8 Tips to Saving Money on Produce

Is it expensive to eat healthy? I would argue no. In fact, the weeks I run to the grocery store to pick up produce and milk are the weeks I spend less even though I buy the same in volume. 

Today I am going to share some tips on saving cash on produce. 

(Side note: I am not claiming to be the healthiest of healthy eaters here. Don't get me wrong. But I am learning and I have made major lifestyle changes. Baby steps, y'all!)

1. Shop the front of your sales flyers.

The supermarket usually puts their sales produce toward the front of the sales flyer. This is a great way to plan your meals for the week. 
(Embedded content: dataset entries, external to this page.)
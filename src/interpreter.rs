use crate::compiler::ir::Operation;
use crate::console::Console;
use crate::memory::Memory;
use crate::vm::{VmError, VM};
use log::{debug, info};

#[derive(Debug, Clone, PartialEq)]
pub enum ExecutionResult {
    /// Fall through to the next instruction
    Continue,
    /// Control flow moved the program counter
    Branched,
    /// END executed or the instruction stream ran out
    Halted,
}

/// Runs a VM against a console
pub struct Interpreter<'c> {
    pub vm: VM,
    console: &'c mut dyn Console,
}

impl<'c> Interpreter<'c> {
    pub fn new(vm: VM, console: &'c mut dyn Console) -> Self {
        Interpreter { vm, console }
    }

    /// Run until END or the end of the instruction stream
    pub fn run(&mut self) -> Result<(), VmError> {
        self.run_with_limit(None)
    }

    pub fn run_with_limit(&mut self, max_steps: Option<u64>) -> Result<(), VmError> {
        info!("Executing {} instructions", self.vm.instructions.len());
        loop {
            if let Some(limit) = max_steps {
                if self.vm.steps >= limit {
                    return Err(VmError::StepLimitExceeded(limit));
                }
            }
            if self.step()? == ExecutionResult::Halted {
                debug!("Halted after {} steps", self.vm.steps);
                return Ok(());
            }
        }
    }

    /// Execute the instruction at the program counter
    pub fn step(&mut self) -> Result<ExecutionResult, VmError> {
        let instruction = match self.vm.current() {
            Some(instruction) => instruction.clone(),
            None => return Ok(ExecutionResult::Halted),
        };
        let at = instruction.number;
        self.vm.steps += 1;
        debug!("pc={} {}", self.vm.pc, instruction);

        let result = match &instruction.operation {
            Operation::MovMemToReg { dest, src } | Operation::MovRegToMem { dest, src } => {
                let value = self.vm.read_operand(src, at)?;
                self.vm.write_operand(dest, value, at)?;
                ExecutionResult::Continue
            }
            Operation::Arith { op, dest, lhs, rhs } => {
                let lhs = self.vm.read_operand(lhs, at)?;
                let rhs = self.vm.read_operand(rhs, at)?;
                self.vm.write_operand(dest, op.apply(lhs, rhs), at)?;
                ExecutionResult::Continue
            }
            Operation::Read { dest } => {
                let value = self
                    .console
                    .read_value()
                    .map_err(|e| VmError::Console(e.message))?;
                self.vm.write_operand(dest, value, at)?;
                ExecutionResult::Continue
            }
            Operation::Print { src } => {
                let value = self.vm.read_operand(src, at)?;
                self.console
                    .print_value(value)
                    .map_err(|e| VmError::Console(e.message))?;
                ExecutionResult::Continue
            }
            Operation::If {
                lhs,
                rhs,
                cmp,
                on_false,
            } => {
                let lhs = self.vm.read_operand(lhs, at)?;
                let rhs = self.vm.read_operand(rhs, at)?;
                if cmp.evaluate(lhs, rhs) {
                    ExecutionResult::Continue
                } else {
                    self.vm.jump(*on_false, at)?;
                    ExecutionResult::Branched
                }
            }
            Operation::Jump { target } => {
                self.vm.jump(*target, at)?;
                ExecutionResult::Branched
            }
            Operation::End => return Ok(ExecutionResult::Halted),
        };

        if result == ExecutionResult::Continue {
            self.vm.pc += 1;
        }
        Ok(result)
    }

    /// Hand back the final memory image
    pub fn into_memory(self) -> Memory {
        self.vm.memory
    }
}
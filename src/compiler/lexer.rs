// Source Splitter
// Splits assembly source into the declaration and instruction sections and
// tokenizes each line on whitespace.

use log::debug;

/// Line that separates declarations from instructions
pub const START_SENTINEL: &str = "START:";

#[derive(Debug, Clone, PartialEq)]
pub struct SourceLine {
    /// 1-based line number in the source file
    pub line: usize,
    /// The line with surrounding whitespace removed
    pub text: String,
    pub tokens: Vec<String>,
}

impl SourceLine {
    pub fn new(line: usize, text: &str) -> Self {
        let text = text.trim();
        SourceLine {
            line,
            text: text.to_string(),
            tokens: text.split_whitespace().map(str::to_string).collect(),
        }
    }

    pub fn first_token(&self) -> Option<&str> {
        self.tokens.first().map(String::as_str)
    }

    /// Everything after the first token, trimmed
    pub fn rest(&self) -> &str {
        match self.text.find(char::is_whitespace) {
            Some(idx) => self.text[idx..].trim(),
            None => "",
        }
    }

    pub fn is_label(&self) -> bool {
        self.text.ends_with(':')
    }
}

#[derive(Debug, Clone, Default, PartialEq)]
pub struct Sections {
    pub declarations: Vec<SourceLine>,
    pub instructions: Vec<SourceLine>,
}

fn is_declaration(line: &SourceLine) -> bool {
    matches!(line.first_token(), Some("DATA") | Some("CONST"))
}

/// Split the source at the `START:` sentinel. Without a sentinel the leading
/// run of DATA/CONST lines forms the declaration section.
pub fn split_sections(source: &str) -> Sections {
    let lines: Vec<SourceLine> = source
        .lines()
        .enumerate()
        .map(|(idx, text)| SourceLine::new(idx + 1, text))
        .filter(|line| !line.text.is_empty())
        .collect();

    let mut declarations = lines;
    let instructions = match declarations.iter().position(|l| l.text == START_SENTINEL) {
        Some(pos) => {
            debug!("START sentinel at line {}", declarations[pos].line);
            let instructions = declarations.split_off(pos + 1);
            declarations.pop();
            instructions
        }
        None => {
            let split_at = declarations.iter().take_while(|l| is_declaration(l)).count();
            debug!("No START sentinel, {} leading declarations", split_at);
            declarations.split_off(split_at)
        }
    };

    Sections {
        declarations,
        instructions,
    }
}
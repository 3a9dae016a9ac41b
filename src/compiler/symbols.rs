// Symbol Table Builder
// Assigns memory addresses to CONST and DATA declarations in declaration order.

use crate::compiler::error::{CompilerError, Diagnostic, DiagnosticKind, Table};
use crate::compiler::ir::Word;
use crate::compiler::lexer::SourceLine;
use crate::memory::{Memory, VARIABLE_MEMORY_START};
use log::{debug, warn};
use std::fmt;

/// Size recorded for a constant
pub const CONST_SIZE: usize = 0;

#[derive(Debug, Clone, PartialEq, Eq)]
pub struct Symbol {
    pub name: String,
    pub address: usize,
    /// 1 for a scalar, N for an array of N, 0 for a constant
    pub size: usize,
}

impl Symbol {
    /// Cells occupied in memory; constants still take one
    pub fn cells(&self) -> usize {
        self.size.max(1)
    }

    pub fn is_const(&self) -> bool {
        self.size == CONST_SIZE
    }
}

impl fmt::Display for Symbol {
    fn fmt(&self, f: &mut fmt::Formatter) -> fmt::Result {
        if self.is_const() {
            write!(f, "{:<12} {:>5} {:>5}", self.name, self.address, "const")
        } else {
            write!(f, "{:<12} {:>5} {:>5}", self.name, self.address, self.size)
        }
    }
}

/// Split `name[K]` into the name and the bracketed number.
/// Returns `None` if the brackets are malformed.
pub fn split_index(token: &str) -> Option<(&str, Option<usize>)> {
    match token.find('[') {
        None => Some((token, None)),
        Some(open) => {
            let inner = token[open + 1..].strip_suffix(']')?;
            let index = inner.parse::<usize>().ok()?;
            Some((&token[..open], Some(index)))
        }
    }
}

fn is_identifier(name: &str) -> bool {
    let mut chars = name.chars();
    match chars.next() {
        Some(c) if c.is_ascii_alphabetic() || c == '_' => {
            chars.all(|c| c.is_ascii_alphanumeric() || c == '_')
        }
        _ => false,
    }
}

#[derive(Debug, Clone, PartialEq)]
pub struct SymbolTable {
    symbols: Vec<Symbol>,
    capacity: usize,
}

impl SymbolTable {
    pub fn new(capacity: usize) -> Self {
        SymbolTable {
            symbols: Vec::new(),
            capacity,
        }
    }

    /// Address the next declaration will receive; also the first free cell
    pub fn next_address(&self) -> usize {
        match self.symbols.last() {
            Some(last) => last.address + last.cells(),
            None => VARIABLE_MEMORY_START,
        }
    }

    pub fn len(&self) -> usize {
        self.symbols.len()
    }

    pub fn is_empty(&self) -> bool {
        self.symbols.is_empty()
    }

    pub fn iter(&self) -> std::slice::Iter<'_, Symbol> {
        self.symbols.iter()
    }

    /// First entry with exactly this name
    pub fn lookup(&self, name: &str) -> Option<&Symbol> {
        self.symbols.iter().find(|sym| sym.name == name)
    }

    /// Append an entry at the next address
    pub fn declare(
        &mut self,
        name: &str,
        size: usize,
        memory_size: usize,
    ) -> Result<&Symbol, CompilerError> {
        if self.symbols.len() >= self.capacity {
            return Err(CompilerError::TableExhausted(Table::Symbol, self.capacity));
        }

        let address = self.next_address();
        let end = address.checked_add(size.max(1));
        if end.map_or(true, |end| end > memory_size) {
            return Err(CompilerError::MemoryExhausted(memory_size));
        }

        debug!("declare {} at {} (size {})", name, address, size);
        self.symbols.push(Symbol {
            name: name.to_string(),
            address,
            size,
        });
        Ok(&self.symbols[self.symbols.len() - 1])
    }

    /// Handle one line of the declaration section. Problems with the line
    /// itself become diagnostics; only capacity failures are returned.
    pub fn process_declaration(
        &mut self,
        line: &SourceLine,
        memory: &mut Memory,
        diagnostics: &mut Vec<Diagnostic>,
    ) -> Result<(), CompilerError> {
        let mut report = |kind: DiagnosticKind| {
            let diag = Diagnostic::new(line.line, kind);
            warn!("{}", diag);
            diagnostics.push(diag);
        };

        match line.first_token() {
            Some("CONST") => {
                let (name, value) = match line.tokens.as_slice() {
                    [_, name, value] => (name, value),
                    [_, name, eq, value] if eq == "=" => (name, value),
                    _ => {
                        report(DiagnosticKind::MalformedDeclaration(line.text.clone()));
                        return Ok(());
                    }
                };
                let value = match value.parse::<Word>() {
                    Ok(v) if is_identifier(name) => v,
                    _ => {
                        report(DiagnosticKind::MalformedDeclaration(line.text.clone()));
                        return Ok(());
                    }
                };
                if self.lookup(name).is_some() {
                    report(DiagnosticKind::DuplicateSymbol(name.clone()));
                }
                let address = self.declare(name, CONST_SIZE, memory.size())?.address;
                memory
                    .write(address, value)
                    .ok_or(CompilerError::MemoryExhausted(memory.size()))?;
            }
            Some("DATA") => {
                let parsed = match line.tokens.as_slice() {
                    [_, decl] => split_index(decl).filter(|(name, _)| is_identifier(name)),
                    _ => None,
                };
                let (name, size) = match parsed {
                    Some((name, size)) => (name, size.filter(|&n| n > 0).unwrap_or(1)),
                    None => {
                        report(DiagnosticKind::MalformedDeclaration(line.text.clone()));
                        return Ok(());
                    }
                };
                if self.lookup(name).is_some() {
                    report(DiagnosticKind::DuplicateSymbol(name.to_string()));
                }
                self.declare(name, size, memory.size())?;
            }
            Some(other) => report(DiagnosticKind::UnknownDeclaration(other.to_string())),
            None => {}
        }
        Ok(())
    }
}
2. Compare the cost of per bag vs. per pound.

I noticed the other day that the Red Delicious apples were $1.99 per pound, but the bagged Red Delicious apples were three pounds for $4.99. That came out to $1.66 per pound. 

3. Shop at a cost plus market.

There are several "cost plus" markets in our area. These stores sell produce at their cost plus 10%. Often produce is much, much cheaper at these stores. 

4. Don't assume frozen is cheaper.

This might actually require you pulling up the calculator app on your phone in the grocery store. 

A 12-ounce bag of precut frozen bell peppers is $1.99 at my supermarket. But I can get a bag with six fresh bell peppers for $2.79.

Two bell peppers chopped usually equals the same as one of those precut frozen bags but will only cost me $.93. 


5. But don't ignore frozen either.

Frozen produce is usually flash frozen at the peak of the season, meaning those frozen carrots you're going to serve as a side dish, or those peas you're putting in your fried rice were picked, processed and packed at their best. 

6. Shake it off.

Don't spend money on water. Shake off your kale or fresh carrots before bagging them. 

7. Take steps to make produce last longer.

I talked about this in a post on money-saving kitchen tips. There are a few things you can do to make produce last longer, like dividing your bananas so they don't touch and never store other produce with apples. 

Strawberries don't like to touch or be wet. Store strawberries dry in a paper bag or in a large container with a lid, but not in the container from the store. 

8. Use it don't lose it.

Food waste costs Americans $165 Billion annually (source). That's a lot of food getting tossed. 

It's tempting to want to dole out produce to make it last longer, but what good does that do you if your strawberries are molding in the fridge. So go ahead and consume your produce so it doesn't get wasted in the fridge. 

A diet rich in fruits and vegetables does not have to break your budget. 

What about you? What tips do you have for saving money on produce?